Dringende Fragen sanft gestellt

Die Pianistin Simone Keller hat Musik von Komponistinnen und People of colour vor allem aus den USA und der Schweiz eingespielt. Ein weiterführendes Buch beleuchtet die Kompositionen und die Hintergründe.

Simone Keller. Foto: Palma Fiacco

«100 minutes of piano music from the last 100 years in the context of social inequality and unequal power relations» verspricht die Doppel-CD der Thurgauer Pianistin Simone Keller. Entstanden ist eine höchst heterogene und diverse Anthologie mit strukturell benachteiligter Musik von Komponistinnen und People of colour, vor allem aus den USA und der Schweiz. Ungleichheit in der Musikgeschichte ist ein brisantes Thema, nur hört man sie den einzelnen Stücken natürlich nicht an.

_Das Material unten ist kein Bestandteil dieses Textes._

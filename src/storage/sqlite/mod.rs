//! SQLite implementation of the batch store.
//!
//! One database file per rotation bucket, or a single in-memory database.

mod rotation;
mod store;

pub use store::RotatingFileStore;
//! Logging processor.

use async_trait::async_trait;
use tracing::info;

use super::{BatchProcessor, ProcessorError};
use crate::storage::Record;

/// Processor that writes every record to the log and always succeeds.
#[derive(Debug, Default)]
pub struct LogProcessor;

impl LogProcessor {
    pub fn new() -> Self {
        Self
    }
}

#[async_trait]
impl BatchProcessor for LogProcessor {
    async fn process(&self, records: &[Record]) -> Result<(), ProcessorError> {
        for record in records {
            info!(
                id = record.id,
                batch = record.batch_id,
                arrived_at = %record.arrived_at,
                body_bytes = record.body.len(),
                "\n{}",
                record
            );
        }
        info!(count = records.len(), "Logged batch");
        Ok(())
    }

    fn name(&self) -> &str {
        "log"
    }
}
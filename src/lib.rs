//! reqdump - durable request buffer
//!
//! Captured HTTP requests are written to a relational store as they arrive.
//! A scheduler periodically claims every pending record into a batch, hands
//! the batch to a processor, and removes it once the processor succeeds.

pub mod capture;
pub mod config;
pub mod processor;
pub mod scheduler;
pub mod storage;
pub mod utils;
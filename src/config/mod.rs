//! Application configuration.
//!
//! Aggregates configuration from all modules into a single Config struct
//! that can be loaded from YAML files or environment variables.

mod storage;

pub use storage::{
    LockRetryConfig, PostgresConfig, Rotation, SqliteConfig, StorageConfig, StorageType,
    DEFAULT_SCHEMA, MEMORY_TARGET,
};

use std::time::Duration;

use serde::Deserialize;

use crate::processor::HttpProcessorConfig;

/// Default configuration file name.
pub const DEFAULT_CONFIG_FILE: &str = "config.yaml";
/// Environment variable for configuration file path.
pub const CONFIG_ENV_VAR: &str = "REQDUMP_CONFIG";
/// Prefix for configuration environment variables (`REQDUMP__SECTION__KEY`).
pub const CONFIG_ENV_PREFIX: &str = "REQDUMP";
/// Environment variable for logging configuration.
pub const LOG_ENV_VAR: &str = "REQDUMP_LOG";

/// Main application configuration.
#[derive(Debug, Clone, Default, Deserialize)]
#[serde(default)]
pub struct Config {
    /// Storage configuration.
    pub storage: StorageConfig,
    /// Batch scheduler configuration.
    pub scheduler: SchedulerConfig,
    /// Downstream processor configuration.
    pub processor: ProcessorConfig,
}

/// Batch scheduler configuration.
#[derive(Debug, Clone, Deserialize)]
#[serde(default)]
pub struct SchedulerConfig {
    /// Seconds between claim/fetch/process/finalize cycles.
    pub interval_secs: u64,
}

impl Default for SchedulerConfig {
    fn default() -> Self {
        Self { interval_secs: 10 }
    }
}

impl SchedulerConfig {
    pub fn interval(&self) -> Duration {
        Duration::from_secs(self.interval_secs.max(1))
    }
}

/// Processor type discriminator.
#[derive(Debug, Clone, Default, PartialEq, Eq, Deserialize)]
#[serde(rename_all = "lowercase")]
pub enum ProcessorType {
    /// Log every record through tracing.
    #[default]
    Log,
    /// POST records in bulk to an HTTP endpoint.
    Http,
}

/// Processor configuration (discriminated union).
#[derive(Debug, Clone, Default, Deserialize)]
#[serde(default)]
pub struct ProcessorConfig {
    #[serde(rename = "type")]
    pub processor_type: ProcessorType,
    /// Bulk HTTP forwarder configuration.
    pub http: HttpProcessorConfig,
}

impl Config {
    /// Load configuration from file and environment.
    ///
    /// Configuration sources (in order of priority, later overrides earlier):
    /// 1. `config.yaml` in current directory (if exists)
    /// 2. File specified by `path` argument (if provided)
    /// 3. File specified by `CONFIG_ENV_VAR` environment variable (if set)
    /// 4. Environment variables with `CONFIG_ENV_PREFIX` prefix
    pub fn load(path: Option<&str>) -> Result<Self, Box<dyn std::error::Error>> {
        use ::config::{Config as ConfigLib, Environment, File, FileFormat};

        let mut builder = ConfigLib::builder()
            .add_source(File::new(DEFAULT_CONFIG_FILE, FileFormat::Yaml).required(false));

        if let Some(config_path) = path {
            builder = builder.add_source(File::new(config_path, FileFormat::Yaml).required(true));
        }

        if let Ok(config_path) = std::env::var(CONFIG_ENV_VAR) {
            builder = builder.add_source(File::new(&config_path, FileFormat::Yaml).required(true));
        }

        let config = builder
            .add_source(
                Environment::with_prefix(CONFIG_ENV_PREFIX)
                    .separator("__")
                    .try_parsing(true),
            )
            .build()?;

        let config: Config = config.try_deserialize()?;
        Ok(config)
    }

    /// Create config for testing: in-memory storage, log processor.
    pub fn for_test() -> Self {
        let mut config = Self::default();
        config.storage.sqlite.rotation = Rotation::Memory;
        config
    }
}

#[cfg(test)]
mod tests {
    use super::*;

    #[test]
    fn test_config_default() {
        let config = Config::default();
        assert_eq!(config.scheduler.interval_secs, 10);
        assert_eq!(config.scheduler.interval(), Duration::from_secs(10));
        assert_eq!(config.processor.processor_type, ProcessorType::Log);
        assert_eq!(config.storage.storage_type, StorageType::Sqlite);
    }

    #[test]
    fn test_config_for_test() {
        let config = Config::for_test();
        assert_eq!(config.storage.sqlite.rotation, Rotation::Memory);
    }

    #[test]
    fn test_zero_interval_clamped() {
        let scheduler = SchedulerConfig { interval_secs: 0 };
        assert_eq!(scheduler.interval(), Duration::from_secs(1));
    }

    #[test]
    fn test_load_from_yaml_file() {
        let dir = tempfile::tempdir().unwrap();
        let path = dir.path().join("reqdump.yaml");
        std::fs::write(
            &path,
            "storage:\n  type: postgres\n  postgres:\n    schema: buffered\nscheduler:\n  interval_secs: 3\nprocessor:\n  type: http\n  http:\n    endpoint: https://logs.example.com/bulk\n",
        )
        .unwrap();

        let config = Config::load(path.to_str()).unwrap();
        assert_eq!(config.storage.storage_type, StorageType::Postgres);
        assert_eq!(config.storage.postgres.schema, "buffered");
        assert_eq!(config.scheduler.interval_secs, 3);
        assert_eq!(config.processor.processor_type, ProcessorType::Http);
        assert_eq!(config.processor.http.endpoint, "https://logs.example.com/bulk");
        assert_eq!(config.storage.sqlite.rotation, Rotation::Day);
    }
}
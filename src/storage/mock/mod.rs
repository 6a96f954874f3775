//! Mock storage implementation for testing.

use std::sync::atomic::{AtomicBool, AtomicI64, Ordering};

use async_trait::async_trait;
use chrono::{DateTime, Utc};
use tokio::sync::RwLock;

use super::protocol::{self, BatchStatements};
use super::{BatchStore, Record, Result, StorageError, Watermark};

/// Target label carried by watermarks from the mock store.
pub const MOCK_TARGET: &str = "mock";

/// In-memory batch store with injectable failures.
///
/// Runs the real claim protocol over a `Vec` of rows, so scheduler and
/// processor tests see the same pending/claimed/removed transitions as the
/// SQL backends.
pub struct MockBatchStore {
    rows: RwLock<Vec<Record>>,
    next_id: AtomicI64,
    fail_on_write: AtomicBool,
    fail_on_claim: AtomicBool,
    fail_on_fetch: AtomicBool,
    fail_on_finalize: AtomicBool,
}

impl Default for MockBatchStore {
    fn default() -> Self {
        Self {
            rows: RwLock::new(Vec::new()),
            next_id: AtomicI64::new(1),
            fail_on_write: AtomicBool::new(false),
            fail_on_claim: AtomicBool::new(false),
            fail_on_fetch: AtomicBool::new(false),
            fail_on_finalize: AtomicBool::new(false),
        }
    }
}

impl MockBatchStore {
    pub fn new() -> Self {
        Self::default()
    }

    pub fn set_fail_on_write(&self, fail: bool) {
        self.fail_on_write.store(fail, Ordering::SeqCst);
    }

    pub fn set_fail_on_claim(&self, fail: bool) {
        self.fail_on_claim.store(fail, Ordering::SeqCst);
    }

    pub fn set_fail_on_fetch(&self, fail: bool) {
        self.fail_on_fetch.store(fail, Ordering::SeqCst);
    }

    pub fn set_fail_on_finalize(&self, fail: bool) {
        self.fail_on_finalize.store(fail, Ordering::SeqCst);
    }

    /// Every row still held, in insertion order.
    pub async fn rows(&self) -> Vec<Record> {
        self.rows.read().await.clone()
    }

    /// Rows not claimed by any batch.
    pub async fn pending_count(&self) -> usize {
        self.rows
            .read()
            .await
            .iter()
            .filter(|r| is_pending(r))
            .count()
    }

    fn check(flag: &AtomicBool, operation: &str) -> Result<()> {
        if flag.load(Ordering::SeqCst) {
            return Err(StorageError::Database(sqlx::Error::Protocol(format!(
                "injected {} failure",
                operation
            ))));
        }
        Ok(())
    }
}

fn is_pending(record: &Record) -> bool {
    matches!(record.batch_id, None | Some(0))
}

#[async_trait]
impl BatchStatements for MockBatchStore {
    async fn insert(&self, head: &[u8], body: &[u8], arrived_at: DateTime<Utc>) -> Result<i64> {
        let mut rows = self.rows.write().await;
        let id = self.next_id.fetch_add(1, Ordering::SeqCst);
        let mut record = Record::new(head, body, arrived_at);
        record.id = Some(id);
        rows.push(record);
        Ok(id)
    }

    async fn max_pending_id(&self) -> Result<Option<i64>> {
        Ok(self
            .rows
            .read()
            .await
            .iter()
            .filter(|r| is_pending(r))
            .filter_map(|r| r.id)
            .max())
    }

    async fn tag_pending(&self, watermark: i64) -> Result<u64> {
        let mut rows = self.rows.write().await;
        let mut tagged = 0;
        for record in rows.iter_mut() {
            if is_pending(record) && record.id.is_some_and(|id| id <= watermark) {
                record.batch_id = Some(watermark);
                tagged += 1;
            }
        }
        Ok(tagged)
    }

    async fn select_batch(&self, watermark: i64) -> Result<Vec<Record>> {
        let mut batch: Vec<Record> = self
            .rows
            .read()
            .await
            .iter()
            .filter(|r| r.batch_id == Some(watermark))
            .cloned()
            .collect();
        batch.sort_by(|a, b| a.arrived_at.cmp(&b.arrived_at).then(a.id.cmp(&b.id)));
        Ok(batch)
    }

    async fn delete_batch(&self, watermark: i64) -> Result<u64> {
        let mut rows = self.rows.write().await;
        let before = rows.len();
        rows.retain(|r| r.batch_id != Some(watermark));
        Ok((before - rows.len()) as u64)
    }

    async fn claimed_watermarks(&self) -> Result<Vec<i64>> {
        let mut watermarks: Vec<i64> = self
            .rows
            .read()
            .await
            .iter()
            .filter_map(|r| r.batch_id.filter(|&b| b != 0))
            .collect();
        watermarks.sort_unstable();
        watermarks.dedup();
        Ok(watermarks)
    }
}

#[async_trait]
impl BatchStore for MockBatchStore {
    async fn write(&self, head: &[u8], body: &[u8], now: DateTime<Utc>) -> Result<i64> {
        Self::check(&self.fail_on_write, "write")?;
        self.insert(head, body, now).await
    }

    async fn claim_batch(&self) -> Result<Option<Watermark>> {
        Self::check(&self.fail_on_claim, "claim")?;
        let claimed = protocol::claim(self).await?;
        Ok(claimed.map(|id| Watermark::new(id, MOCK_TARGET)))
    }

    async fn fetch_batch(&self, watermark: &Watermark) -> Result<Vec<Record>> {
        Self::check(&self.fail_on_fetch, "fetch")?;
        self.select_batch(watermark.id()).await
    }

    async fn finalize_batch(&self, watermark: &Watermark) -> Result<()> {
        Self::check(&self.fail_on_finalize, "finalize")?;
        self.delete_batch(watermark.id()).await?;
        Ok(())
    }

    async fn claimed_batches(&self) -> Result<Vec<Watermark>> {
        let ids = self.claimed_watermarks().await?;
        Ok(ids
            .into_iter()
            .map(|id| Watermark::new(id, MOCK_TARGET))
            .collect())
    }
}
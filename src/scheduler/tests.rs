use std::sync::atomic::{AtomicBool, Ordering};

use async_trait::async_trait;
use chrono::Utc;
use tokio::sync::Mutex;

use super::*;
use crate::processor::ProcessorError;
use crate::storage::{MockBatchStore, Record};

/// Processor that records every batch it sees and can be told to fail.
#[derive(Default)]
struct RecordingProcessor {
    batches: Mutex<Vec<Vec<Record>>>,
    fail: AtomicBool,
}

impl RecordingProcessor {
    fn set_fail(&self, fail: bool) {
        self.fail.store(fail, Ordering::SeqCst);
    }

    async fn heads(&self) -> Vec<Vec<Vec<u8>>> {
        self.batches
            .lock()
            .await
            .iter()
            .map(|batch| batch.iter().map(|r| r.head.clone()).collect())
            .collect()
    }
}

#[async_trait]
impl BatchProcessor for RecordingProcessor {
    async fn process(&self, records: &[Record]) -> std::result::Result<(), ProcessorError> {
        self.batches.lock().await.push(records.to_vec());
        if self.fail.load(Ordering::SeqCst) {
            return Err(ProcessorError::Unavailable("downstream down".to_string()));
        }
        Ok(())
    }

    fn name(&self) -> &str {
        "recording"
    }
}

fn scheduler() -> (Arc<MockBatchStore>, Arc<RecordingProcessor>, BatchScheduler) {
    let store = Arc::new(MockBatchStore::new());
    let processor = Arc::new(RecordingProcessor::default());
    let scheduler = BatchScheduler::new(store.clone(), processor.clone());
    (store, processor, scheduler)
}

#[tokio::test]
async fn test_tick_on_empty_store_is_idle() {
    let (_store, processor, scheduler) = scheduler();
    assert_eq!(scheduler.run_once().await.unwrap(), TickOutcome::Idle);
    assert!(processor.heads().await.is_empty());
}

#[tokio::test]
async fn test_tick_processes_and_finalizes() {
    let (store, processor, scheduler) = scheduler();
    store.write(b"r1", b"", Utc::now()).await.unwrap();
    store.write(b"r2", b"", Utc::now()).await.unwrap();

    let outcome = scheduler.run_once().await.unwrap();
    assert!(matches!(outcome, TickOutcome::Processed { count: 2, .. }));
    assert_eq!(
        processor.heads().await,
        vec![vec![b"r1".to_vec(), b"r2".to_vec()]]
    );
    assert!(store.rows().await.is_empty());

    assert_eq!(scheduler.run_once().await.unwrap(), TickOutcome::Idle);
}

#[tokio::test]
async fn test_processor_failure_leaves_batch_claimed() {
    let (store, processor, scheduler) = scheduler();
    store.write(b"r1", b"", Utc::now()).await.unwrap();
    processor.set_fail(true);

    let outcome = scheduler.run_once().await.unwrap();
    let TickOutcome::ProcessorFailed { watermark } = outcome else {
        panic!("expected processor failure, got {:?}", outcome);
    };

    assert_eq!(store.rows().await.len(), 1);
    assert_eq!(store.claimed_batches().await.unwrap(), vec![watermark.clone()]);

    // The next tick only looks at pending records.
    assert_eq!(scheduler.run_once().await.unwrap(), TickOutcome::Idle);

    processor.set_fail(false);
    let outcome = scheduler.reprocess(&watermark).await.unwrap();
    assert_eq!(
        outcome,
        TickOutcome::Processed {
            watermark,
            count: 1
        }
    );
    assert!(store.rows().await.is_empty());
}

#[tokio::test]
async fn test_reprocess_of_finalized_batch_is_empty() {
    let (store, _processor, scheduler) = scheduler();
    store.write(b"r1", b"", Utc::now()).await.unwrap();

    let TickOutcome::Processed { watermark, .. } = scheduler.run_once().await.unwrap() else {
        panic!("expected processed batch");
    };

    assert_eq!(
        scheduler.reprocess(&watermark).await.unwrap(),
        TickOutcome::Empty { watermark }
    );
}

#[tokio::test]
async fn test_storage_error_aborts_tick() {
    let (store, processor, scheduler) = scheduler();
    store.write(b"r1", b"", Utc::now()).await.unwrap();

    store.set_fail_on_fetch(true);
    assert!(scheduler.run_once().await.is_err());
    assert!(processor.heads().await.is_empty());

    store.set_fail_on_fetch(false);
    store.set_fail_on_finalize(true);
    let watermark = store.claimed_batches().await.unwrap().remove(0);
    assert!(scheduler.reprocess(&watermark).await.is_err());
    assert_eq!(store.rows().await.len(), 1);
}

#[tokio::test]
async fn test_write_during_processing_lands_in_next_batch() {
    let (store, processor, scheduler) = scheduler();
    store.write(b"r1", b"", Utc::now()).await.unwrap();
    store.write(b"r2", b"", Utc::now()).await.unwrap();

    let watermark = store.claim_batch().await.unwrap().unwrap();
    store.write(b"r3", b"", Utc::now()).await.unwrap();
    scheduler.reprocess(&watermark).await.unwrap();

    let outcome = scheduler.run_once().await.unwrap();
    assert!(matches!(outcome, TickOutcome::Processed { count: 1, .. }));
    assert_eq!(
        processor.heads().await,
        vec![
            vec![b"r1".to_vec(), b"r2".to_vec()],
            vec![b"r3".to_vec()]
        ]
    );
}

#[tokio::test]
async fn test_with_interval() {
    let (_store, _processor, scheduler) = scheduler();
    assert_eq!(scheduler.interval(), DEFAULT_INTERVAL);
    let scheduler = scheduler.with_interval(Duration::from_millis(50));
    assert_eq!(scheduler.interval(), Duration::from_millis(50));
}

#[tokio::test]
async fn test_spawned_scheduler_drains_store() {
    let (store, _processor, scheduler) = scheduler();
    store.write(b"r1", b"", Utc::now()).await.unwrap();

    let handle = scheduler.with_interval(Duration::from_millis(20)).spawn();

    let drained = tokio::time::timeout(Duration::from_secs(2), async {
        while !store.rows().await.is_empty() {
            tokio::time::sleep(Duration::from_millis(10)).await;
        }
    })
    .await;
    assert!(drained.is_ok());

    handle.abort();
    let result = tokio::time::timeout(Duration::from_millis(100), handle).await;
    assert!(result.is_ok());
}

#[test]
fn test_outcome_display() {
    let watermark = Watermark::new(7, "mock");
    assert_eq!(TickOutcome::Idle.to_string(), "idle");
    assert_eq!(
        TickOutcome::Processed {
            watermark,
            count: 3
        }
        .to_string(),
        "processed 3 records from mock#7"
    );
}
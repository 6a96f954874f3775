//! Storage error taxonomy.

/// Result type for storage operations.
pub type Result<T> = std::result::Result<T, StorageError>;

/// SQLite primary result code: the database file is locked by another connection.
pub const SQLITE_BUSY: i32 = 5;
/// SQLite primary result code: a table in the database is locked.
pub const SQLITE_LOCKED: i32 = 6;

/// Errors that can occur during storage operations.
///
/// Only [`StorageError::Locked`] is transient. Everything else is fatal for
/// the operation that raised it.
#[derive(Debug, thiserror::Error)]
pub enum StorageError {
    #[error("Storage locked (sqlite code {code})")]
    Locked { code: i32 },

    #[error("Lock never cleared: {operation} gave up after {attempts} attempts")]
    LockNeverCleared {
        operation: &'static str,
        attempts: usize,
    },

    #[error("Database error: {0}")]
    Database(#[from] sqlx::Error),

    #[error("Invalid timestamp: {0}")]
    InvalidTimestamp(String),

    #[error("Unknown storage target: {0}")]
    UnknownTarget(String),

    #[error("Invalid storage configuration: {0}")]
    InvalidConfig(String),

    #[error("I/O error: {0}")]
    Io(#[from] std::io::Error),
}

impl StorageError {
    /// Classify an error raised by the embedded engine.
    ///
    /// Busy and locked result codes become [`StorageError::Locked`]; any other
    /// failure is wrapped as a fatal database error.
    pub fn from_sqlite(err: sqlx::Error) -> Self {
        match sqlite_primary_code(&err) {
            Some(code) if code == SQLITE_BUSY || code == SQLITE_LOCKED => {
                StorageError::Locked { code }
            }
            _ => StorageError::Database(err),
        }
    }

    /// Whether the lock retry policy may retry this error.
    pub fn is_transient(&self) -> bool {
        matches!(self, StorageError::Locked { .. })
    }
}

/// Extract the primary result code from an SQLite error.
///
/// sqlx reports the extended code as a decimal string; the low byte is the
/// primary code.
fn sqlite_primary_code(err: &sqlx::Error) -> Option<i32> {
    let code = err.as_database_error()?.code()?;
    code.parse::<i32>().ok().map(|extended| extended & 0xff)
}
//! Storage configuration types.

use std::fmt;
use std::str::FromStr;

use chrono::{DateTime, Utc};
use serde::Deserialize;

use crate::utils::retry::{DEFAULT_LOCK_ATTEMPTS, DEFAULT_LOCK_DELAY};

/// Storage type discriminator.
#[derive(Debug, Clone, Default, PartialEq, Eq, Deserialize)]
#[serde(rename_all = "lowercase")]
pub enum StorageType {
    /// Rotating-file store on the embedded engine.
    #[default]
    Sqlite,
    /// Schema store on a PostgreSQL server.
    Postgres,
}

/// Storage configuration (discriminated union).
#[derive(Debug, Clone, Default, Deserialize)]
#[serde(default)]
pub struct StorageConfig {
    /// Storage type discriminator.
    #[serde(rename = "type")]
    pub storage_type: StorageType,
    /// SQLite-specific configuration.
    pub sqlite: SqliteConfig,
    /// PostgreSQL-specific configuration.
    pub postgres: PostgresConfig,
}

/// Rotation granularity for the rotating-file store.
///
/// Each bucket label names one database file. `Memory` keeps a single
/// in-memory database for the lifetime of the store and never rotates.
#[derive(Debug, Clone, Copy, Default, PartialEq, Eq, Hash, Deserialize)]
#[serde(rename_all = "lowercase")]
pub enum Rotation {
    #[default]
    Day,
    Hour,
    Minute,
    Memory,
}

/// Label used for the single in-memory target.
pub const MEMORY_TARGET: &str = "memory";

impl Rotation {
    /// Bucket label for `now`, formatted in UTC.
    pub fn label(&self, now: DateTime<Utc>) -> String {
        match self {
            Rotation::Day => now.format("%Y-%m-%dT-UTC").to_string(),
            Rotation::Hour => now.format("%Y-%m-%dT%H-UTC").to_string(),
            Rotation::Minute => now.format("%Y-%m-%dT%H-%M-UTC").to_string(),
            Rotation::Memory => MEMORY_TARGET.to_string(),
        }
    }

    /// Whether the store ever swaps to a new target.
    pub fn rotates(&self) -> bool {
        !matches!(self, Rotation::Memory)
    }
}

impl fmt::Display for Rotation {
    fn fmt(&self, f: &mut fmt::Formatter<'_>) -> fmt::Result {
        let name = match self {
            Rotation::Day => "day",
            Rotation::Hour => "hour",
            Rotation::Minute => "minute",
            Rotation::Memory => "memory",
        };
        f.write_str(name)
    }
}

impl FromStr for Rotation {
    type Err = String;

    fn from_str(s: &str) -> Result<Self, Self::Err> {
        match s {
            "day" => Ok(Rotation::Day),
            "hour" => Ok(Rotation::Hour),
            "minute" => Ok(Rotation::Minute),
            "memory" => Ok(Rotation::Memory),
            other => Err(format!(
                "rotation must be one of (`day`, `hour`, `minute`, `memory`), not [{}]",
                other
            )),
        }
    }
}

/// SQLite-specific configuration.
#[derive(Debug, Clone, Deserialize)]
#[serde(default)]
pub struct SqliteConfig {
    /// Rotation granularity, or `memory` for a non-rotating in-memory store.
    pub rotation: Rotation,
    /// Directory holding one database file per rotation bucket.
    pub path: String,
    /// Lock contention retry policy.
    pub lock_retry: LockRetryConfig,
}

impl Default for SqliteConfig {
    fn default() -> Self {
        Self {
            rotation: Rotation::Day,
            path: ".".to_string(),
            lock_retry: LockRetryConfig::default(),
        }
    }
}

/// Retry policy applied to every embedded-engine statement.
#[derive(Debug, Clone, Deserialize)]
#[serde(default)]
pub struct LockRetryConfig {
    /// Fixed delay between attempts, in milliseconds.
    pub delay_ms: u64,
    /// Attempts (including the first) before giving up with a fatal error.
    pub max_attempts: usize,
}

impl Default for LockRetryConfig {
    fn default() -> Self {
        Self {
            delay_ms: DEFAULT_LOCK_DELAY.as_millis() as u64,
            max_attempts: DEFAULT_LOCK_ATTEMPTS,
        }
    }
}

/// PostgreSQL-specific configuration.
///
/// `uri` wins when set; otherwise the connection is assembled from the
/// individual fields.
#[derive(Debug, Clone, Deserialize)]
#[serde(default)]
pub struct PostgresConfig {
    /// Full connection URI.
    pub uri: Option<String>,
    pub host: String,
    pub port: u16,
    pub database: String,
    pub user: Option<String>,
    pub password: Option<String>,
    /// libpq-style ssl mode (`disable`, `prefer`, `require`, ...).
    pub ssl_mode: Option<String>,
    /// Schema (namespace) holding the `raw_requests` table.
    pub schema: String,
}

/// Default schema name for the schema store.
pub const DEFAULT_SCHEMA: &str = "request_dump";

impl Default for PostgresConfig {
    fn default() -> Self {
        Self {
            uri: None,
            host: "localhost".to_string(),
            port: 5432,
            database: "reqdump".to_string(),
            user: None,
            password: None,
            ssl_mode: None,
            schema: DEFAULT_SCHEMA.to_string(),
        }
    }
}
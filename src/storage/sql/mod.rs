//! Unified SQL storage implementation.
//!
//! The batch statements are written once against sea-query and stamped out
//! per backend (PostgreSQL, SQLite) through the `SqlDatabase` trait.

mod query;
mod statements;
mod target;

pub use query::SqlDatabase;
pub use target::SqlTarget;

#[cfg(feature = "postgres")]
pub mod postgres {
    //! PostgreSQL database backend.

    use sea_query::PostgresQueryBuilder;
    use sea_query_binder::{SqlxBinder, SqlxValues};
    use sqlx::PgPool;

    /// PostgreSQL database marker type.
    pub struct Postgres;

    impl super::SqlDatabase for Postgres {
        type Pool = PgPool;

        fn build<S: SqlxBinder>(stmt: &S) -> (String, SqlxValues) {
            stmt.build_sqlx(PostgresQueryBuilder)
        }
    }

    /// PostgreSQL storage target.
    pub type PostgresTarget = super::SqlTarget<Postgres>;
}

#[cfg(feature = "sqlite")]
pub mod sqlite {
    //! SQLite database backend.

    use sea_query::SqliteQueryBuilder;
    use sea_query_binder::{SqlxBinder, SqlxValues};
    use sqlx::SqlitePool;

    /// SQLite database marker type.
    pub struct Sqlite;

    impl super::SqlDatabase for Sqlite {
        type Pool = SqlitePool;

        fn build<S: SqlxBinder>(stmt: &S) -> (String, SqlxValues) {
            stmt.build_sqlx(SqliteQueryBuilder)
        }
    }

    /// SQLite storage target.
    pub type SqliteTarget = super::SqlTarget<Sqlite>;
}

Denn wenn sie so wunderbar interpretiert werden wie hier, fragt man sich wieder einmal, was denn da alles schiefgelaufen ist.

Einige Persönlichkeiten wie Ruth Crawford Seeger oder zuletzt auch Julius Eastman gehören zwar mittlerweile in jeden Grundkurs für neuere Musik. Anderes aber ist zu entdecken, etwa die St. Galler Dichterin und Komponistin Olga Diener (1890–1963), deren Texte Hermann Hesse als «viel zu sehr Traum und viel zu wenig Dichtung» umriss. Ihre «Geheimsprache», so Hesse auch, spricht aber gerade heute wieder durch ihre eigenartigen Wendungen.

Es ist, trotz des Backgrounds, keine aufrührerische, sondern eine eher ruhige Anthologie geworden. Auch Neues ist darunter: das sich langsam entfaltende Stück Black/blackness: After Mantra(s) für Klavier und Elektronik von Jessie Cox, das Fragen der Klimakrise berührt. Oder aber ein Richtig Schottisch der aus der Volksmusikerfamilie stammenden Cristina Janett. «Die Volksmusik mit ihren vielfältigen Einflüssen entdeckte ich viel später», schreibt die aus einer Bauernfamilie stammende Pianistin Keller, «und es wurde mir erst in der Zusammenarbeit mit Cristina Janett bewusst, wie sehr sie Teil meiner Identität ist.» Gerade solche Bewusstwerdungsprozesse sind hier zentral.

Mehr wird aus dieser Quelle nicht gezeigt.